_Directions for this task_
Provide the entries once more, identical in every word.

........

const WHY_CSS: &str = r#"
    .why {
        position: relative;
        overflow: hidden;
        padding: 5rem 0;
    }
    .why-inner {
        max-width: 80rem;
        margin: 0 auto;
        padding: 0 2rem;
    }
    .sector-block {
        margin-bottom: 4rem;
    }
    .sector-block > h3 {
        color: #fff;
        text-align: center;
        font-size: 1.5rem;
        margin-bottom: 2rem;
    }
    .sector-tabs {
        display: grid;
        grid-template-columns: repeat(4, minmax(0, 1fr));
        gap: 1rem;
        margin-bottom: 3rem;
    }
    .sector-tab {
        position: relative;
        padding: 1.5rem;
        border-radius: 1rem;
        border: 2px solid rgba(55, 65, 81, 0.5);
        background: rgba(255, 255, 255, 0.05);
        cursor: pointer;
        transition: all 0.3s ease;
        text-align: center;
    }
    .sector-tab.selected {
        transform: scale(1.05);
        box-shadow: 0 10px 15px rgba(0, 0, 0, 0.3);
    }
    .sector-tab.cyan { background: rgba(6, 182, 212, 0.1); border-color: rgba(6, 182, 212, 0.3); }
    .sector-tab.blue { background: rgba(59, 130, 246, 0.1); border-color: rgba(59, 130, 246, 0.3); }
    .sector-tab.purple { background: rgba(168, 85, 247, 0.1); border-color: rgba(168, 85, 247, 0.3); }
    .sector-tab.pink { background: rgba(236, 72, 153, 0.1); border-color: rgba(236, 72, 153, 0.3); }
    .sector-tab h4 { color: #fff; margin-bottom: 0.5rem; }
    .sector-tab p { color: #9ca3af; font-size: 0.75rem; }
    .sector-icon,
    .reason-icon,
    .differentiator-icon {
        width: 3rem;
        height: 3rem;
        margin: 0 auto 1rem;
        border-radius: 0.75rem;
        display: flex;
        align-items: center;
        justify-content: center;
        background: linear-gradient(135deg, #06b6d4, #a855f7);
    }
    .sector-details {
        display: grid;
        grid-template-columns: repeat(2, minmax(0, 1fr));
        gap: 3rem;
        padding: 3rem;
        border-radius: 1.5rem;
        border: 1px solid rgba(55, 65, 81, 0.5);
        background: rgba(255, 255, 255, 0.05);
    }
    .sector-details h4 {
        color: #fff;
        font-size: 1.5rem;
        margin-bottom: 1.5rem;
        display: flex;
        align-items: center;
        gap: 0.75rem;
    }
    .sector-dot {
        width: 0.75rem;
        height: 0.75rem;
        border-radius: 50%;
        background: #22d3ee;
    }
    .sector-dot.blue { background: #3b82f6; }
    .sector-dot.purple { background: #a855f7; }
    .sector-dot.pink { background: #ec4899; }
    .sector-line {
        display: flex;
        gap: 0.75rem;
        margin-bottom: 1rem;
        color: #d1d5db;
    }
    .sector-cross { color: #f87171; }
    .sector-check { color: #4ade80; }
    .reason-grid {
        display: grid;
        grid-template-columns: repeat(2, minmax(0, 1fr));
        gap: 2rem;
        margin-bottom: 4rem;
    }
    .reason-card {
        position: relative;
        padding: 2rem;
        border-radius: 1.5rem;
        border: 1px solid rgba(55, 65, 81, 0.5);
        background: rgba(255, 255, 255, 0.05);
        transition: all 0.5s ease;
    }
    .reason-card:hover {
        background: rgba(255, 255, 255, 0.1);
        border-color: rgba(6, 182, 212, 0.5);
        transform: scale(1.03);
    }
    .reason-number {
        position: absolute;
        top: -1rem;
        left: -1rem;
        width: 3rem;
        height: 3rem;
        border-radius: 1rem;
        display: flex;
        align-items: center;
        justify-content: center;
        color: #fff;
        font-weight: 700;
        background: linear-gradient(135deg, #06b6d4, #a855f7);
    }
    .reason-icon { margin: 0 0 1.5rem; width: 4rem; height: 4rem; }
    .reason-card h3 { color: #fff; font-size: 1.5rem; margin-bottom: 1rem; }
    .reason-description { color: #9ca3af; line-height: 1.6; margin-bottom: 1.5rem; }
    .reason-highlights {
        display: flex;
        flex-wrap: wrap;
        gap: 0.5rem;
        margin-bottom: 1.5rem;
    }
    .reason-chip {
        padding: 0.25rem 0.75rem;
        border-radius: 9999px;
        border: 1px solid rgba(6, 182, 212, 0.3);
        background: rgba(6, 182, 212, 0.1);
        color: #22d3ee;
        font-size: 0.75rem;
    }
    .reason-stat {
        display: flex;
        align-items: center;
        padding-top: 1.5rem;
        border-top: 1px solid rgba(55, 65, 81, 0.5);
    }
    .reason-stat-value {
        font-size: 1.875rem;
        font-weight: 700;
        color: #22d3ee;
    }
    .reason-stat-value.blue { color: #60a5fa; }
    .reason-stat-value.purple { color: #c084fc; }
    .reason-stat-value.pink { color: #f472b6; }
    .reason-stat-label { color: #9ca3af; font-size: 0.875rem; }
    .reason-arrow { margin-left: auto; color: #22d3ee; }
    .differentiator-grid {
        display: grid;
        grid-template-columns: repeat(3, minmax(0, 1fr));
        gap: 1.5rem;
    }
    .differentiator {
        display: flex;
        gap: 1rem;
        padding: 1.5rem;
        border-radius: 1rem;
        border: 1px solid rgba(6, 182, 212, 0.3);
        background: rgba(6, 182, 212, 0.1);
        transition: transform 0.3s ease;
    }
    .differentiator:hover { transform: scale(1.05); }
    .differentiator.blue { border-color: rgba(59, 130, 246, 0.3); background: rgba(59, 130, 246, 0.1); }
    .differentiator.purple { border-color: rgba(168, 85, 247, 0.3); background: rgba(168, 85, 247, 0.1); }
    .differentiator-icon { margin: 0; flex-shrink: 0; }
    .differentiator h4 { color: #fff; margin-bottom: 0.5rem; }
    .differentiator p { color: #9ca3af; font-size: 0.875rem; }
    .why-cta {
        margin-top: 4rem;
        text-align: center;
    }
    @media (max-width: 1024px) {
        .reason-grid { grid-template-columns: 1fr; }
    }
    @media (max-width: 768px) {
        .sector-tabs { grid-template-columns: repeat(2, minmax(0, 1fr)); }
        .sector-details,
        .differentiator-grid { grid-template-columns: 1fr; }
    }
"#;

........

_Answer section_
const WHY_CSS: &str = r#"
    .why {
        position: relative;
        overflow: hidden;
        padding: 5rem 0;
    }
    .why-inner {
        max-width: 80rem;
        margin: 0 auto;
        padding: 0 2rem;
    }
    .sector-block {
        margin-bottom: 4rem;
    }
    .sector-block > h3 {
        color: #fff;
        text-align: center;
        font-size: 1.5rem;
        margin-bottom: 2rem;
    }
    .sector-tabs {
        display: grid;
        grid-template-columns: repeat(4, minmax(0, 1fr));
        gap: 1rem;
        margin-bottom: 3rem;
    }
    .sector-tab {
        position: relative;
        padding: 1.5rem;
        border-radius: 1rem;
        border: 2px solid rgba(55, 65, 81, 0.5);
        background: rgba(255, 255, 255, 0.05);
        cursor: pointer;
        transition: all 0.3s ease;
        text-align: center;
    }
    .sector-tab.selected {
        transform: scale(1.05);
        box-shadow: 0 10px 15px rgba(0, 0, 0, 0.3);
    }
    .sector-tab.cyan { background: rgba(6, 182, 212, 0.1); border-color: rgba(6, 182, 212, 0.3); }
    .sector-tab.blue { background: rgba(59, 130, 246, 0.1); border-color: rgba(59, 130, 246, 0.3); }
    .sector-tab.purple { background: rgba(168, 85, 247, 0.1); border-color: rgba(168, 85, 247, 0.3); }
    .sector-tab.pink { background: rgba(236, 72, 153, 0.1); border-color: rgba(236, 72, 153, 0.3); }
    .sector-tab h4 { color: #fff; margin-bottom: 0.5rem; }
    .sector-tab p { color: #9ca3af; font-size: 0.75rem; }
    .sector-icon,
    .reason-icon,
    .differentiator-icon {
        width: 3rem;
        height: 3rem;
        margin: 0 auto 1rem;
        border-radius: 0.75rem;
        display: flex;
        align-items: center;
        justify-content: center;
        background: linear-gradient(135deg, #06b6d4, #a855f7);
    }
    .sector-details {
        display: grid;
        grid-template-columns: repeat(2, minmax(0, 1fr));
        gap: 3rem;
        padding: 3rem;
        border-radius: 1.5rem;
        border: 1px solid rgba(55, 65, 81, 0.5);
        background: rgba(255, 255, 255, 0.05);
    }
    .sector-details h4 {
        color: #fff;
        font-size: 1.5rem;
        margin-bottom: 1.5rem;
        display: flex;
        align-items: center;
        gap: 0.75rem;
    }
    .sector-dot {
        width: 0.75rem;
        height: 0.75rem;
        border-radius: 50%;
        background: #22d3ee;
    }
    .sector-dot.blue { background: #3b82f6; }
    .sector-dot.purple { background: #a855f7; }
    .sector-dot.pink { background: #ec4899; }
    .sector-line {
        display: flex;
        gap: 0.75rem;
        margin-bottom: 1rem;
        color: #d1d5db;
    }
    .sector-cross { color: #f87171; }
    .sector-check { color: #4ade80; }
    .reason-grid {
        display: grid;
        grid-template-columns: repeat(2, minmax(0, 1fr));
        gap: 2rem;
        margin-bottom: 4rem;
    }
    .reason-card {
        position: relative;
        padding: 2rem;
        border-radius: 1.5rem;
        border: 1px solid rgba(55, 65, 81, 0.5);
        background: rgba(255, 255, 255, 0.05);
        transition: all 0.5s ease;
    }
    .reason-card:hover {
        background: rgba(255, 255, 255, 0.1);
        border-color: rgba(6, 182, 212, 0.5);
        transform: scale(1.03);
    }
    .reason-number {
        position: absolute;
        top: -1rem;
        left: -1rem;
        width: 3rem;
        height: 3rem;
        border-radius: 1rem;
        display: flex;
        align-items: center;
        justify-content: center;
        color: #fff;
        font-weight: 700;
        background: linear-gradient(135deg, #06b6d4, #a855f7);
    }
    .reason-icon { margin: 0 0 1.5rem; width: 4rem; height: 4rem; }
    .reason-card h3 { color: #fff; font-size: 1.5rem; margin-bottom: 1rem; }
    .reason-description { color: #9ca3af; line-height: 1.6; margin-bottom: 1.5rem; }
    .reason-highlights {
        display: flex;
        flex-wrap: wrap;
        gap: 0.5rem;
        margin-bottom: 1.5rem;
    }
    .reason-chip {
        padding: 0.25rem 0.75rem;
        border-radius: 9999px;
        border: 1px solid rgba(6, 182, 212, 0.3);
        background: rgba(6, 182, 212, 0.1);
        color: #22d3ee;
        font-size: 0.75rem;
    }
    .reason-stat {
        display: flex;
        align-items: center;
        padding-top: 1.5rem;
        border-top: 1px solid rgba(55, 65, 81, 0.5);
    }
    .reason-stat-value {
        font-size: 1.875rem;
        font-weight: 700;
        color: #22d3ee;
    }
    .reason-stat-value.blue { color: #60a5fa; }
    .reason-stat-value.purple { color: #c084fc; }
    .reason-stat-value.pink { color: #f472b6; }
    .reason-stat-label { color: #9ca3af; font-size: 0.875rem; }
    .reason-arrow { margin-left: auto; color: #22d3ee; }
    .differentiator-grid {
        display: grid;
        grid-template-columns: repeat(3, minmax(0, 1fr));
        gap: 1.5rem;
    }
    .differentiator {
        display: flex;
        gap: 1rem;
        padding: 1.5rem;
        border-radius: 1rem;
        border: 1px solid rgba(6, 182, 212, 0.3);
        background: rgba(6, 182, 212, 0.1);
        transition: transform 0.3s ease;
    }
    .differentiator:hover { transform: scale(1.05); }
    .differentiator.blue { border-color: rgba(59, 130, 246, 0.3); background: rgba(59, 130, 246, 0.1); }
    .differentiator.purple { border-color: rgba(168, 85, 247, 0.3); background: rgba(168, 85, 247, 0.1); }
    .differentiator-icon { margin: 0; flex-shrink: 0; }
    .differentiator h4 { color: #fff; margin-bottom: 0.5rem; }
    .differentiator p { color: #9ca3af; font-size: 0.875rem; }
    .why-cta {
        margin-top: 4rem;
        text-align: center;
    }
    @media (max-width: 1024px) {
        .reason-grid { grid-template-columns: 1fr; }
    }
    @media (max-width: 768px) {
        .sector-tabs { grid-template-columns: repeat(2, minmax(0, 1fr)); }
        .sector-details,
        .differentiator-grid { grid-template-columns: 1fr; }
    }
"#;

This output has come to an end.